Hanging On

Thank god this week is over.  I am moved into my new place.  My mom and her husband are moved into their new place, although we had to ask the movers to return furniture to their old house because it wouldn’t fit into the apartment.  I spent yesterday unpacking and arranging so my mom will feel at home when she is discharged from the hospital on Tuesday.  It was a lot of work, but the six of us pitched in and nothing broke and no one cried or said anything they’ll have to apologize for.

Today I will drive to Milwaukee.  By the time I get there I expect my back will be in a rigor mortis-like state from all the lifting, bending, and reaching I did yesterday.  But I’m going for a wedding, and I love weddings.  My niece is getting married.  She and her betrothed are Native American.  When I RSVP’d I joked, “I’ve always wanted to go to an Indian wedding!” but I think she is so stressed that she didn’t get it.  The venue is the Milwaukee Art Museum, and the family is staying at an Irish-style hotel.  My cousin got his Universal Life Minister license in order to officiate.  I’m going to wear the fascinator I bought in Eton this summer.  This is not my fascinator, but I wish it was.

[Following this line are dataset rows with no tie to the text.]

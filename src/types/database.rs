use std::collections::HashMap;

use slotmap::{SlotMap, new_key_type};

use crate::dbc::types::ast::{AttrOwner, RawDatabase};
use crate::types::errors::LoadError;
use crate::types::message::Message;
use crate::types::node::Node;
use crate::types::object::Attributes;
use crate::types::quark::Quark;
use crate::types::signal::Signal;

new_key_type! {
    /// Stable arena key of a [`Node`].
    pub struct NodeKey;
    /// Stable arena key of a [`Message`].
    pub struct MessageKey;
    /// Stable arena key of a [`Signal`].
    pub struct SignalKey;
}

/// A fully resolved CAN database.
///
/// Built atomically from the raw parse result: descriptions, value tables and
/// attributes are resolved onto their owners up front, so lookups and frame
/// decoding never touch the raw accumulator again.
#[derive(Clone, Debug, Default)]
pub struct Database {
    pub version: Option<String>,
    /// `NS_` entries, in file order.
    pub requirements: Vec<String>,
    /// Bus speed from `BS_`, if one was given.
    pub speed: Option<u32>,
    /// Associated comment (DBC `CM_` database section).
    pub description: Option<String>,
    pub attributes: Attributes,

    nodes: SlotMap<NodeKey, Node>,
    messages: SlotMap<MessageKey, Message>,
    signals: SlotMap<SignalKey, Signal>,

    nodes_order: Vec<NodeKey>,
    messages_order: Vec<MessageKey>,

    node_key_by_name: HashMap<String, NodeKey>,
    msg_key_by_id: HashMap<u32, MessageKey>,
    msg_key_by_name: HashMap<String, MessageKey>,
    msg_key_by_quark: HashMap<Quark, MessageKey>,
}

impl Database {
    /// Resolves a [`RawDatabase`] into the final model.
    ///
    /// Attribute texts are interpreted against their definitions here, so any
    /// invalid assignment aborts the build.
    pub(crate) fn from_raw(raw: &RawDatabase) -> Result<Database, LoadError> {
        let mut db = Database {
            version: raw.version().map(str::to_string),
            requirements: raw.requirements().unwrap_or_default().to_vec(),
            speed: raw.speed().flatten(),
            description: raw.description(AttrOwner::Database).map(str::to_string),
            attributes: resolve_attributes(raw, AttrOwner::Database)?,
            ..Database::default()
        };

        for name in raw.node_names().unwrap_or_default() {
            let owner = AttrOwner::Node(name);
            let node = Node {
                name: name.clone(),
                description: raw.description(owner).map(str::to_string),
                attributes: resolve_attributes(raw, owner)?,
            };
            let key = db.nodes.insert(node);
            db.nodes_order.push(key);
            db.node_key_by_name.insert(name.clone(), key);
        }

        for raw_message in raw.messages() {
            let owner = AttrOwner::Message(raw_message.id);
            let mut message = Message::new(
                raw_message.id,
                raw_message.name.clone(),
                raw_message.byte_count,
                raw_message.sender.clone(),
                raw.description(owner).map(str::to_string),
                resolve_attributes(raw, owner)?,
            );

            for raw_signal in &raw_message.signals {
                let owner = AttrOwner::Signal(raw_message.id, &raw_signal.name);
                let signal = Signal::new(
                    raw_signal,
                    raw.signal_values(raw_message.id, &raw_signal.name),
                    raw.description(owner).map(str::to_string),
                    resolve_attributes(raw, owner)?,
                );
                let sig_quark = signal.quark();
                let sig_key = db.signals.insert(signal);
                message.signals.push(sig_key);
                message
                    .sig_key_by_name
                    .insert(raw_signal.name.clone(), sig_key);
                message.sig_key_by_quark.insert(sig_quark, sig_key);
            }

            let id = message.id;
            let name = message.name.clone();
            let msg_quark = message.quark();
            let msg_key = db.messages.insert(message);
            db.msg_key_by_id.insert(id, msg_key);
            db.msg_key_by_name.insert(name, msg_key);
            db.msg_key_by_quark.insert(msg_quark, msg_key);
            db.messages_order.push(msg_key);
        }

        Ok(db)
    }

    pub fn node(&self, key: NodeKey) -> Option<&Node> {
        self.nodes.get(key)
    }

    pub fn node_by_name(&self, name: &str) -> Option<&Node> {
        let key = *self.node_key_by_name.get(name)?;
        self.nodes.get(key)
    }

    /// Nodes in `BU_` declaration order.
    pub fn nodes(&self) -> impl Iterator<Item = &Node> {
        self.nodes_order
            .iter()
            .filter_map(move |&key| self.nodes.get(key))
    }

    pub fn message(&self, key: MessageKey) -> Option<&Message> {
        self.messages.get(key)
    }

    pub fn message_by_id(&self, id: u32) -> Option<&Message> {
        let key = *self.msg_key_by_id.get(&id)?;
        self.messages.get(key)
    }

    pub fn message_by_name(&self, name: &str) -> Option<&Message> {
        let key = *self.msg_key_by_name.get(name)?;
        self.messages.get(key)
    }

    pub fn message_by_quark(&self, quark: Quark) -> Option<&Message> {
        let key = *self.msg_key_by_quark.get(&quark)?;
        self.messages.get(key)
    }

    /// Messages in ascending id order.
    pub fn messages(&self) -> impl Iterator<Item = &Message> {
        self.messages_order
            .iter()
            .filter_map(move |&key| self.messages.get(key))
    }

    pub fn signal(&self, key: SignalKey) -> Option<&Signal> {
        self.signals.get(key)
    }

    /// Decodes a frame payload against the message with the given id.
    ///
    /// An id this database does not know yields an empty vector, never an
    /// error: foreign frames on a shared bus are routine.
    pub fn decode(&self, id: u32, bytes: &[u8]) -> Vec<(&Signal, f32)> {
        match self.message_by_id(id) {
            Some(message) => message.decode(self, bytes),
            None => Vec::new(),
        }
    }
}

fn resolve_attributes(raw: &RawDatabase, owner: AttrOwner) -> Result<Attributes, LoadError> {
    Ok(Attributes {
        integers: raw.integer_attributes(owner)?,
        floats: raw.float_attributes(owner)?,
        strings: raw.string_attributes(owner)?,
    })
}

Back to the south of England.

Lynn and I, emboldened by our successful use of public transport to Abbottsbury, decided to hop a bus into Lyme Regis.

No one I have ever met in the UK drinks and drives.  Not even one drink.  The blood-alcohol limit is the same as in the US (.08%) but lower in Scotland (.05%).  Of course some people drink and drive, but in general I think people in the UK take “drink driving,” as they call it, more seriously.  You see more drunk people on buses and trains as a result, but at least they’re not driving. We didn’t want to get drunk, but it would be nice for Lynn to be able to have one drink.

We checked out a charming mill area with shops, art museums, and a brewery.  Most were closed for the season.  None of the open ones accepted cards, and there were no working ATMs.  Lynn wanted to buy several pieces pottery but between the two of us we could only scrape up enough for one.

“There is an ATM up the hill,” said a cashier, “but it’s been broken for months.”

I bought two pints with the cash I had left and we sat in the sun and had a great conversation about the differences between the British and American characters.  “Do you think it’s true,” I asked, “the Pink Floyd lyrics: ‘hanging on in quiet desperation is the English way?’  Stiff upper lip … keep calm and carry on and all that?”

In this cash machine situation, it seemed that—with tourist season around the corner—no one had done anything to get it fixed.

“Americans would be storming the bank to demand action—now!”

“We would see that as pointless,” said Lynn.  “You know how British banks are.”

She didn’t say it, but many Brits would also find the American approach undignified.

Another example, below.  Maybe they tried really hard to find another chef to fill in, and couldn’t.  Sadly they will not see us again because we were tourists.

Another cultural difference of note, in light of the Las Vegas shooting: the attitude toward guns.  Lynn’s husband has a gun room.  He’s got hunting guns galore, but no hand guns.  They are all registered, and the police can show up at any time to make sure they’re locked up and that Lynn doesn’t have the key.  If a friend or neighbor notices him acting irrationally, he can be reported to the police, who can revoke his license.  This is fine with him because Brits have the attitude, “We’re all in this together.”  This would never be tolerated in the US, where we care more about our own rights than the rights of society as a whole. So I have little hope that our gun laws or culture will change.